◆ PROBLEM ◆
Can the data below be set down again exactly, line for line?

**** PROVIDED RECORDS ****

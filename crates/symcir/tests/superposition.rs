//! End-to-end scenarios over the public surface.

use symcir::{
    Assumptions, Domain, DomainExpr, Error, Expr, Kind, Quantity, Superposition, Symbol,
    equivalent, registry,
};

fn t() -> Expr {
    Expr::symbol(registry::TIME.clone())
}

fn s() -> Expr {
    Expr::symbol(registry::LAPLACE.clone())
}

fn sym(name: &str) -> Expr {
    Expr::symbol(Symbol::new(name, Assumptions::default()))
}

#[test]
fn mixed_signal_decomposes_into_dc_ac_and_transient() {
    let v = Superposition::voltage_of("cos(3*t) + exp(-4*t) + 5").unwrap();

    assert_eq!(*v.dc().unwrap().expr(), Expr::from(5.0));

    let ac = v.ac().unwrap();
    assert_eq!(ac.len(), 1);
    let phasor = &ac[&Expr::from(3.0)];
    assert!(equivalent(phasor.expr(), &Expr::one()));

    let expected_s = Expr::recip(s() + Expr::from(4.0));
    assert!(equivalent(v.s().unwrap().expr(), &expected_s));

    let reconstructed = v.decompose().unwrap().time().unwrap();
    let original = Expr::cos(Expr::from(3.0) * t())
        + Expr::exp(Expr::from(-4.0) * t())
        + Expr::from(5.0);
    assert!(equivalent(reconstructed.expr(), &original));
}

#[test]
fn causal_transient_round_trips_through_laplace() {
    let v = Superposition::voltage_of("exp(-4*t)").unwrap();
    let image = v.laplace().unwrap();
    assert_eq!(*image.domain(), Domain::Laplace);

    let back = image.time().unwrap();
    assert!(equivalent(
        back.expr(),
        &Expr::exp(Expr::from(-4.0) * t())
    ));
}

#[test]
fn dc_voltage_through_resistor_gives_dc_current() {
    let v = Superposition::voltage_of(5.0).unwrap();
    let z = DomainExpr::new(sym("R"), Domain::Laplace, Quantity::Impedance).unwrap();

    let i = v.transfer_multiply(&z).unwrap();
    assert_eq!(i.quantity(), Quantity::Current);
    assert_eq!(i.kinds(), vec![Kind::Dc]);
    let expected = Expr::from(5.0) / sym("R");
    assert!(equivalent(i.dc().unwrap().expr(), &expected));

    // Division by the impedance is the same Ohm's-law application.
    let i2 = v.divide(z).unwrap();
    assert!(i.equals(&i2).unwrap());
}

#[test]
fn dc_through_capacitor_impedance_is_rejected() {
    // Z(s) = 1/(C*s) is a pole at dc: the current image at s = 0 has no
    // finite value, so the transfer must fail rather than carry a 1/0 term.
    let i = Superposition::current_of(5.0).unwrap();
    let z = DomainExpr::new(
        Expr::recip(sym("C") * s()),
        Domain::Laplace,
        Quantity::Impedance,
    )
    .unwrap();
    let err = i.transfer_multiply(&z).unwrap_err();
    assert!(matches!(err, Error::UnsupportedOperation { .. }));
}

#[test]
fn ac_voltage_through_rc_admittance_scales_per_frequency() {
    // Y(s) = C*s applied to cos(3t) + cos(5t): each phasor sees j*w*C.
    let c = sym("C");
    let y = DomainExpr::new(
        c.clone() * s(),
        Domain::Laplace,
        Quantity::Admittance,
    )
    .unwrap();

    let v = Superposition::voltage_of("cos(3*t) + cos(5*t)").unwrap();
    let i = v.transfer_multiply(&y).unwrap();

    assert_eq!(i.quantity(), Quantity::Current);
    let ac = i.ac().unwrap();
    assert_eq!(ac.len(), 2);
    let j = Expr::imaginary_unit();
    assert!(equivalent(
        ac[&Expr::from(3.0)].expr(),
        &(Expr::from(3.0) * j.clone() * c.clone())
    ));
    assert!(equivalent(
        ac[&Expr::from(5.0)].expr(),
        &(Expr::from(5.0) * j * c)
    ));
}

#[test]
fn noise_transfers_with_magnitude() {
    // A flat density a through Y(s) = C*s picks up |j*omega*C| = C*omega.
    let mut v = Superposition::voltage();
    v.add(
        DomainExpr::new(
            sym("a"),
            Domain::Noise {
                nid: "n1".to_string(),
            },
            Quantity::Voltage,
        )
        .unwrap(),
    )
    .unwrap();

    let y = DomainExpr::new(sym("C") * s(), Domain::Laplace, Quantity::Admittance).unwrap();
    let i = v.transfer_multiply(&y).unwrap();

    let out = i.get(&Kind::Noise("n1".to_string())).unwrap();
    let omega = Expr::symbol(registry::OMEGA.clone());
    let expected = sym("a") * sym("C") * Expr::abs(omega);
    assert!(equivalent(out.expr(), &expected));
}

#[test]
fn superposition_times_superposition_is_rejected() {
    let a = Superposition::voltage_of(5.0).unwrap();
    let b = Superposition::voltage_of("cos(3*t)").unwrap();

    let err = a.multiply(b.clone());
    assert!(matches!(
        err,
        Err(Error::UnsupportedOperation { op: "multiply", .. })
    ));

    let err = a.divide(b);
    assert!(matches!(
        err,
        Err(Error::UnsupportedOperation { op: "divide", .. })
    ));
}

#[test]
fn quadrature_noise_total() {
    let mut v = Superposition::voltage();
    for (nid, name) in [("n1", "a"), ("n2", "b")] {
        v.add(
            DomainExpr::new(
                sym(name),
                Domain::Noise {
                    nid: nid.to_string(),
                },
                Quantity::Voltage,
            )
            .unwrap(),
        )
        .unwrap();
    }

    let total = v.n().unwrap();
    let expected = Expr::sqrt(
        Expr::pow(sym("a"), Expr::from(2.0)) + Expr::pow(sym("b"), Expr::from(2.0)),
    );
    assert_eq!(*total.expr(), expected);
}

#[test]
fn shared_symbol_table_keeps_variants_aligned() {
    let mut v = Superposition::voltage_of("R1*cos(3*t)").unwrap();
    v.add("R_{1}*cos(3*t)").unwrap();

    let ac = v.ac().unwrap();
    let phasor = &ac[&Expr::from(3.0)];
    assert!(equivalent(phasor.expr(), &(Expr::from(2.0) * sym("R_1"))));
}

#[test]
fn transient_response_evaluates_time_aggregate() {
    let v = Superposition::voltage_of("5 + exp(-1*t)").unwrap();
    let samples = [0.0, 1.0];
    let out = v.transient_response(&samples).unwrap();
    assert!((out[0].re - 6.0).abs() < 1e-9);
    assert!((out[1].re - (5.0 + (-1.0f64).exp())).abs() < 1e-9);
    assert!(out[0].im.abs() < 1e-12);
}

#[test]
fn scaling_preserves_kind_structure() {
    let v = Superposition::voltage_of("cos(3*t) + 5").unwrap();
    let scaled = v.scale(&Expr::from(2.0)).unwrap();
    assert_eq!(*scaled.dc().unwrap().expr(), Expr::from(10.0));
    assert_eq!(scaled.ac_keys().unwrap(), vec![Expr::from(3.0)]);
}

****

◆ SOLUTION ◆
filename crates/symcir/tests/superposition.rs
//! End-to-end scenarios over the public surface.

use symcir::{
    Assumptions, Domain, DomainExpr, Error, Expr, Kind, Quantity, Superposition, Symbol,
    equivalent, registry,
};

fn t() -> Expr {
    Expr::symbol(registry::TIME.clone())
}

fn s() -> Expr {
    Expr::symbol(registry::LAPLACE.clone())
}

fn sym(name: &str) -> Expr {
    Expr::symbol(Symbol::new(name, Assumptions::default()))
}

#[test]
fn mixed_signal_decomposes_into_dc_ac_and_transient() {
    let v = Superposition::voltage_of("cos(3*t) + exp(-4*t) + 5").unwrap();

    assert_eq!(*v.dc().unwrap().expr(), Expr::from(5.0));

    let ac = v.ac().unwrap();
    assert_eq!(ac.len(), 1);
    let phasor = &ac[&Expr::from(3.0)];
    assert!(equivalent(phasor.expr(), &Expr::one()));

    let expected_s = Expr::recip(s() + Expr::from(4.0));
    assert!(equivalent(v.s().unwrap().expr(), &expected_s));

    let reconstructed = v.decompose().unwrap().time().unwrap();
    let original = Expr::cos(Expr::from(3.0) * t())
        + Expr::exp(Expr::from(-4.0) * t())
        + Expr::from(5.0);
    assert!(equivalent(reconstructed.expr(), &original));
}

#[test]
fn causal_transient_round_trips_through_laplace() {
    let v = Superposition::voltage_of("exp(-4*t)").unwrap();
    let image = v.laplace().unwrap();
    assert_eq!(*image.domain(), Domain::Laplace);

    let back = image.time().unwrap();
    assert!(equivalent(
        back.expr(),
        &Expr::exp(Expr::from(-4.0) * t())
    ));
}

#[test]
fn dc_voltage_through_resistor_gives_dc_current() {
    let v = Superposition::voltage_of(5.0).unwrap();
    let z = DomainExpr::new(sym("R"), Domain::Laplace, Quantity::Impedance).unwrap();

    let i = v.transfer_multiply(&z).unwrap();
    assert_eq!(i.quantity(), Quantity::Current);
    assert_eq!(i.kinds(), vec![Kind::Dc]);
    let expected = Expr::from(5.0) / sym("R");
    assert!(equivalent(i.dc().unwrap().expr(), &expected));

    // Division by the impedance is the same Ohm's-law application.
    let i2 = v.divide(z).unwrap();
    assert!(i.equals(&i2).unwrap());
}

#[test]
fn dc_through_capacitor_impedance_is_rejected() {
    // Z(s) = 1/(C*s) is a pole at dc: the current image at s = 0 has no
    // finite value, so the transfer must fail rather than carry a 1/0 term.
    let i = Superposition::current_of(5.0).unwrap();
    let z = DomainExpr::new(
        Expr::recip(sym("C") * s()),
        Domain::Laplace,
        Quantity::Impedance,
    )
    .unwrap();
    let err = i.transfer_multiply(&z).unwrap_err();
    assert!(matches!(err, Error::UnsupportedOperation { .. }));
}

#[test]
fn ac_voltage_through_rc_admittance_scales_per_frequency() {
    // Y(s) = C*s applied to cos(3t) + cos(5t): each phasor sees j*w*C.
    let c = sym("C");
    let y = DomainExpr::new(
        c.clone() * s(),
        Domain::Laplace,
        Quantity::Admittance,
    )
    .unwrap();

    let v = Superposition::voltage_of("cos(3*t) + cos(5*t)").unwrap();
    let i = v.transfer_multiply(&y).unwrap();

    assert_eq!(i.quantity(), Quantity::Current);
    let ac = i.ac().unwrap();
    assert_eq!(ac.len(), 2);
    let j = Expr::imaginary_unit();
    assert!(equivalent(
        ac[&Expr::from(3.0)].expr(),
        &(Expr::from(3.0) * j.clone() * c.clone())
    ));
    assert!(equivalent(
        ac[&Expr::from(5.0)].expr(),
        &(Expr::from(5.0) * j * c)
    ));
}

#[test]
fn noise_transfers_with_magnitude() {
    // A flat density a through Y(s) = C*s picks up |j*omega*C| = C*omega.
    let mut v = Superposition::voltage();
    v.add(
        DomainExpr::new(
            sym("a"),
            Domain::Noise {
                nid: "n1".to_string(),
            },
            Quantity::Voltage,
        )
        .unwrap(),
    )
    .unwrap();

    let y = DomainExpr::new(sym("C") * s(), Domain::Laplace, Quantity::Admittance).unwrap();
    let i = v.transfer_multiply(&y).unwrap();

    let out = i.get(&Kind::Noise("n1".to_string())).unwrap();
    let omega = Expr::symbol(registry::OMEGA.clone());
    let expected = sym("a") * sym("C") * Expr::abs(omega);
    assert!(equivalent(out.expr(), &expected));
}

#[test]
fn superposition_times_superposition_is_rejected() {
    let a = Superposition::voltage_of(5.0).unwrap();
    let b = Superposition::voltage_of("cos(3*t)").unwrap();

    let err = a.multiply(b.clone());
    assert!(matches!(
        err,
        Err(Error::UnsupportedOperation { op: "multiply", .. })
    ));

    let err = a.divide(b);
    assert!(matches!(
        err,
        Err(Error::UnsupportedOperation { op: "divide", .. })
    ));
}

#[test]
fn quadrature_noise_total() {
    let mut v = Superposition::voltage();
    for (nid, name) in [("n1", "a"), ("n2", "b")] {
        v.add(
            DomainExpr::new(
                sym(name),
                Domain::Noise {
                    nid: nid.to_string(),
                },
                Quantity::Voltage,
            )
            .unwrap(),
        )
        .unwrap();
    }

    let total = v.n().unwrap();
    let expected = Expr::sqrt(
        Expr::pow(sym("a"), Expr::from(2.0)) + Expr::pow(sym("b"), Expr::from(2.0)),
    );
    assert_eq!(*total.expr(), expected);
}

#[test]
fn shared_symbol_table_keeps_variants_aligned() {
    let mut v = Superposition::voltage_of("R1*cos(3*t)").unwrap();
    v.add("R_{1}*cos(3*t)").unwrap();

    let ac = v.ac().unwrap();
    let phasor = &ac[&Expr::from(3.0)];
    assert!(equivalent(phasor.expr(), &(Expr::from(2.0) * sym("R_1"))));
}

#[test]
fn transient_response_evaluates_time_aggregate() {
    let v = Superposition::voltage_of("5 + exp(-1*t)").unwrap();
    let samples = [0.0, 1.0];
    let out = v.transient_response(&samples).unwrap();
    assert!((out[0].re - 6.0).abs() < 1e-9);
    assert!((out[1].re - (5.0 + (-1.0f64).exp())).abs() < 1e-9);
    assert!(out[0].im.abs() < 1e-12);
}

#[test]
fn scaling_preserves_kind_structure() {
    let v = Superposition::voltage_of("cos(3*t) + 5").unwrap();
    let scaled = v.scale(&Expr::from(2.0)).unwrap();
    assert_eq!(*scaled.dc().unwrap().expr(), Expr::from(10.0));
    assert_eq!(scaled.ac_keys().unwrap(), vec![Expr::from(3.0)]);
}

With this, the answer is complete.